[Your instructions] Retype the entries word for word, leaving nothing out.

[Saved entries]

=======

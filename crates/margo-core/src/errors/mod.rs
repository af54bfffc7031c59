// ABOUTME: Error taxonomy for the margo entity persistence core
// ABOUTME: Field validation, value encoding, and driver failures with stable error codes
//
// SPDX-License-Identifier: MIT OR Apache-2.0
// Copyright (c) 2025 Pierre Fitness Intelligence

//! # Error Handling
//!
//! Every operation of the persistence core reports its outcome through
//! [`StoreResult`]. The taxonomy is deliberately small:
//!
//! - [`StoreError::UnknownField`]: a builder referenced a column the entity does not declare
//! - [`StoreError::Encoding`]: a value cannot be represented in its column's affinity or width
//! - [`StoreError::Driver`] / [`StoreError::ConstraintViolation`]: anything surfaced by the driver
//!
//! Nothing here retries. [`StoreError::is_retryable`] is a hint for callers
//! that own a retry policy.

use std::fmt;
use thiserror::Error;

/// Stable error codes, grouped by origin
#[derive(Debug, Clone, Copy, PartialEq, Eq, Hash)]
pub enum ErrorCode {
    // Programmer errors (3000-3999)
    /// Column name not present in the entity's descriptor set
    UnknownField = 3000,
    /// Value not representable in the column's declared affinity
    InvalidEncoding = 3001,
    /// Statement would have no columns to write
    EmptyFieldSet = 3002,

    // Resource conflicts (4000-4999)
    /// Unique, foreign-key, not-null or check constraint rejected the write
    ConstraintViolation = 4001,

    // Configuration (6000-6999)
    /// Connection configuration missing or malformed
    ConfigInvalid = 6002,

    // Driver (9000-9999)
    /// Any other failure surfaced by the database driver
    DatabaseError = 9001,
}

impl ErrorCode {
    /// Short human-readable description of the code
    #[must_use]
    pub const fn description(self) -> &'static str {
        match self {
            Self::UnknownField => "The referenced column is not declared by the entity",
            Self::InvalidEncoding => "The value cannot be encoded for its column",
            Self::EmptyFieldSet => "The statement has no columns to write",
            Self::ConstraintViolation => "A database constraint rejected the write",
            Self::ConfigInvalid => "Database configuration is invalid",
            Self::DatabaseError => "Database operation failed",
        }
    }

    /// Numeric value of the code
    #[must_use]
    pub const fn as_u16(self) -> u16 {
        self as u16
    }
}

impl fmt::Display for ErrorCode {
    fn fmt(&self, f: &mut fmt::Formatter<'_>) -> fmt::Result {
        write!(f, "{} ({})", self.description(), self.as_u16())
    }
}

/// Errors produced by the persistence core
#[derive(Debug, Error)]
pub enum StoreError {
    /// A builder referenced a column that is not part of the entity
    #[error("unknown field '{field}' for entity '{entity}'")]
    UnknownField {
        /// Table name of the entity
        entity: &'static str,
        /// Offending column name
        field: String,
    },

    /// A value cannot be represented in its column
    #[error("cannot encode field '{field}': {reason}")]
    Encoding {
        /// Column name
        field: String,
        /// What was wrong with the value
        reason: String,
    },

    /// An UPDATE with nothing to SET
    #[error("{operation} on '{entity}' has no fields to write")]
    EmptyFieldSet {
        /// Statement kind (e.g. `UPDATE`)
        operation: &'static str,
        /// Table name of the entity
        entity: &'static str,
    },

    /// The server rejected a write because of a key or constraint conflict
    #[error("constraint violation: {message}")]
    ConstraintViolation {
        /// Server message
        message: String,
    },

    /// Connection configuration is missing or malformed
    #[error("invalid database configuration: {0}")]
    Config(String),

    /// Any other driver failure (syntax, connectivity, timeout, decoding)
    #[error("database driver error: {0}")]
    Driver(#[source] sqlx::Error),
}

impl StoreError {
    /// Build an [`StoreError::UnknownField`]
    pub fn unknown_field(entity: &'static str, field: impl Into<String>) -> Self {
        Self::UnknownField {
            entity,
            field: field.into(),
        }
    }

    /// Build an [`StoreError::Encoding`]
    pub fn encoding(field: impl Into<String>, reason: impl Into<String>) -> Self {
        Self::Encoding {
            field: field.into(),
            reason: reason.into(),
        }
    }

    /// Build a [`StoreError::Config`]
    pub fn config(message: impl Into<String>) -> Self {
        Self::Config(message.into())
    }

    /// Stable code for this error
    #[must_use]
    pub const fn code(&self) -> ErrorCode {
        match self {
            Self::UnknownField { .. } => ErrorCode::UnknownField,
            Self::Encoding { .. } => ErrorCode::InvalidEncoding,
            Self::EmptyFieldSet { .. } => ErrorCode::EmptyFieldSet,
            Self::ConstraintViolation { .. } => ErrorCode::ConstraintViolation,
            Self::Config(_) => ErrorCode::ConfigInvalid,
            Self::Driver(_) => ErrorCode::DatabaseError,
        }
    }

    /// True when the failure came from the driver rather than from the caller's input
    #[must_use]
    pub const fn is_driver(&self) -> bool {
        matches!(self, Self::Driver(_) | Self::ConstraintViolation { .. })
    }

    /// True for transient driver failures (deadlock, lock wait, pool or I/O timeouts)
    ///
    /// The core never acts on this; it exists for external retry policies.
    #[must_use]
    pub fn is_retryable(&self) -> bool {
        match self {
            Self::Driver(sqlx::Error::Io(_) | sqlx::Error::PoolTimedOut) => true,
            Self::Driver(sqlx::Error::Database(db)) => is_retryable_message(db.message()),
            _ => false,
        }
    }
}

impl From<sqlx::Error> for StoreError {
    fn from(error: sqlx::Error) -> Self {
        if let sqlx::Error::Database(db) = &error {
            if matches!(
                db.kind(),
                sqlx::error::ErrorKind::UniqueViolation
                    | sqlx::error::ErrorKind::ForeignKeyViolation
                    | sqlx::error::ErrorKind::NotNullViolation
                    | sqlx::error::ErrorKind::CheckViolation
            ) {
                return Self::ConstraintViolation {
                    message: db.message().to_owned(),
                };
            }
        }
        Self::Driver(error)
    }
}

/// Transient server conditions worth a retry by whoever owns the policy
fn is_retryable_message(message: &str) -> bool {
    let lower = message.to_lowercase();
    lower.contains("deadlock")
        || lower.contains("lock wait timeout")
        || lower.contains("timed out")
        || lower.contains("timeout")
}

/// Result alias used throughout the persistence core
pub type StoreResult<T> = Result<T, StoreError>;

=======

[Answer to the exercise]
filename crates/margo-core/src/errors/mod.rs
repository af54bfffc7031c59
// ABOUTME: Error taxonomy for the margo entity persistence core
// ABOUTME: Field validation, value encoding, and driver failures with stable error codes
//
// SPDX-License-Identifier: MIT OR Apache-2.0
// Copyright (c) 2025 Pierre Fitness Intelligence

//! # Error Handling
//!
//! Every operation of the persistence core reports its outcome through
//! [`StoreResult`]. The taxonomy is deliberately small:
//!
//! - [`StoreError::UnknownField`]: a builder referenced a column the entity does not declare
//! - [`StoreError::Encoding`]: a value cannot be represented in its column's affinity or width
//! - [`StoreError::Driver`] / [`StoreError::ConstraintViolation`]: anything surfaced by the driver
//!
//! Nothing here retries. [`StoreError::is_retryable`] is a hint for callers
//! that own a retry policy.

use std::fmt;
use thiserror::Error;

/// Stable error codes, grouped by origin
#[derive(Debug, Clone, Copy, PartialEq, Eq, Hash)]
pub enum ErrorCode {
    // Programmer errors (3000-3999)
    /// Column name not present in the entity's descriptor set
    UnknownField = 3000,
    /// Value not representable in the column's declared affinity
    InvalidEncoding = 3001,
    /// Statement would have no columns to write
    EmptyFieldSet = 3002,

    // Resource conflicts (4000-4999)
    /// Unique, foreign-key, not-null or check constraint rejected the write
    ConstraintViolation = 4001,

    // Configuration (6000-6999)
    /// Connection configuration missing or malformed
    ConfigInvalid = 6002,

    // Driver (9000-9999)
    /// Any other failure surfaced by the database driver
    DatabaseError = 9001,
}

impl ErrorCode {
    /// Short human-readable description of the code
    #[must_use]
    pub const fn description(self) -> &'static str {
        match self {
            Self::UnknownField => "The referenced column is not declared by the entity",
            Self::InvalidEncoding => "The value cannot be encoded for its column",
            Self::EmptyFieldSet => "The statement has no columns to write",
            Self::ConstraintViolation => "A database constraint rejected the write",
            Self::ConfigInvalid => "Database configuration is invalid",
            Self::DatabaseError => "Database operation failed",
        }
    }

    /// Numeric value of the code
    #[must_use]
    pub const fn as_u16(self) -> u16 {
        self as u16
    }
}

impl fmt::Display for ErrorCode {
    fn fmt(&self, f: &mut fmt::Formatter<'_>) -> fmt::Result {
        write!(f, "{} ({})", self.description(), self.as_u16())
    }
}

/// Errors produced by the persistence core
#[derive(Debug, Error)]
pub enum StoreError {
    /// A builder referenced a column that is not part of the entity
    #[error("unknown field '{field}' for entity '{entity}'")]
    UnknownField {
        /// Table name of the entity
        entity: &'static str,
        /// Offending column name
        field: String,
    },

    /// A value cannot be represented in its column
    #[error("cannot encode field '{field}': {reason}")]
    Encoding {
        /// Column name
        field: String,
        /// What was wrong with the value
        reason: String,
    },

    /// An UPDATE with nothing to SET
    #[error("{operation} on '{entity}' has no fields to write")]
    EmptyFieldSet {
        /// Statement kind (e.g. `UPDATE`)
        operation: &'static str,
        /// Table name of the entity
        entity: &'static str,
    },

    /// The server rejected a write because of a key or constraint conflict
    #[error("constraint violation: {message}")]
    ConstraintViolation {
        /// Server message
        message: String,
    },

    /// Connection configuration is missing or malformed
    #[error("invalid database configuration: {0}")]
    Config(String),

    /// Any other driver failure (syntax, connectivity, timeout, decoding)
    #[error("database driver error: {0}")]
    Driver(#[source] sqlx::Error),
}

impl StoreError {
    /// Build an [`StoreError::UnknownField`]
    pub fn unknown_field(entity: &'static str, field: impl Into<String>) -> Self {
        Self::UnknownField {
            entity,
            field: field.into(),
        }
    }

    /// Build an [`StoreError::Encoding`]
    pub fn encoding(field: impl Into<String>, reason: impl Into<String>) -> Self {
        Self::Encoding {
            field: field.into(),
            reason: reason.into(),
        }
    }

    /// Build a [`StoreError::Config`]
    pub fn config(message: impl Into<String>) -> Self {
        Self::Config(message.into())
    }

    /// Stable code for this error
    #[must_use]
    pub const fn code(&self) -> ErrorCode {
        match self {
            Self::UnknownField { .. } => ErrorCode::UnknownField,
            Self::Encoding { .. } => ErrorCode::InvalidEncoding,
            Self::EmptyFieldSet { .. } => ErrorCode::EmptyFieldSet,
            Self::ConstraintViolation { .. } => ErrorCode::ConstraintViolation,
            Self::Config(_) => ErrorCode::ConfigInvalid,
            Self::Driver(_) => ErrorCode::DatabaseError,
        }
    }

    /// True when the failure came from the driver rather than from the caller's input
    #[must_use]
    pub const fn is_driver(&self) -> bool {
        matches!(self, Self::Driver(_) | Self::ConstraintViolation { .. })
    }

    /// True for transient driver failures (deadlock, lock wait, pool or I/O timeouts)
    ///
    /// The core never acts on this; it exists for external retry policies.
    #[must_use]
    pub fn is_retryable(&self) -> bool {
        match self {
            Self::Driver(sqlx::Error::Io(_) | sqlx::Error::PoolTimedOut) => true,
            Self::Driver(sqlx::Error::Database(db)) => is_retryable_message(db.message()),
            _ => false,
        }
    }
}

impl From<sqlx::Error> for StoreError {
    fn from(error: sqlx::Error) -> Self {
        if let sqlx::Error::Database(db) = &error {
            if matches!(
                db.kind(),
                sqlx::error::ErrorKind::UniqueViolation
                    | sqlx::error::ErrorKind::ForeignKeyViolation
                    | sqlx::error::ErrorKind::NotNullViolation
                    | sqlx::error::ErrorKind::CheckViolation
            ) {
                return Self::ConstraintViolation {
                    message: db.message().to_owned(),
                };
            }
        }
        Self::Driver(error)
    }
}

/// Transient server conditions worth a retry by whoever owns the policy
fn is_retryable_message(message: &str) -> bool {
    let lower = message.to_lowercase();
    lower.contains("deadlock")
        || lower.contains("lock wait timeout")
        || lower.contains("timed out")
        || lower.contains("timeout")
}

/// Result alias used throughout the persistence core
pub type StoreResult<T> = Result<T, StoreError>;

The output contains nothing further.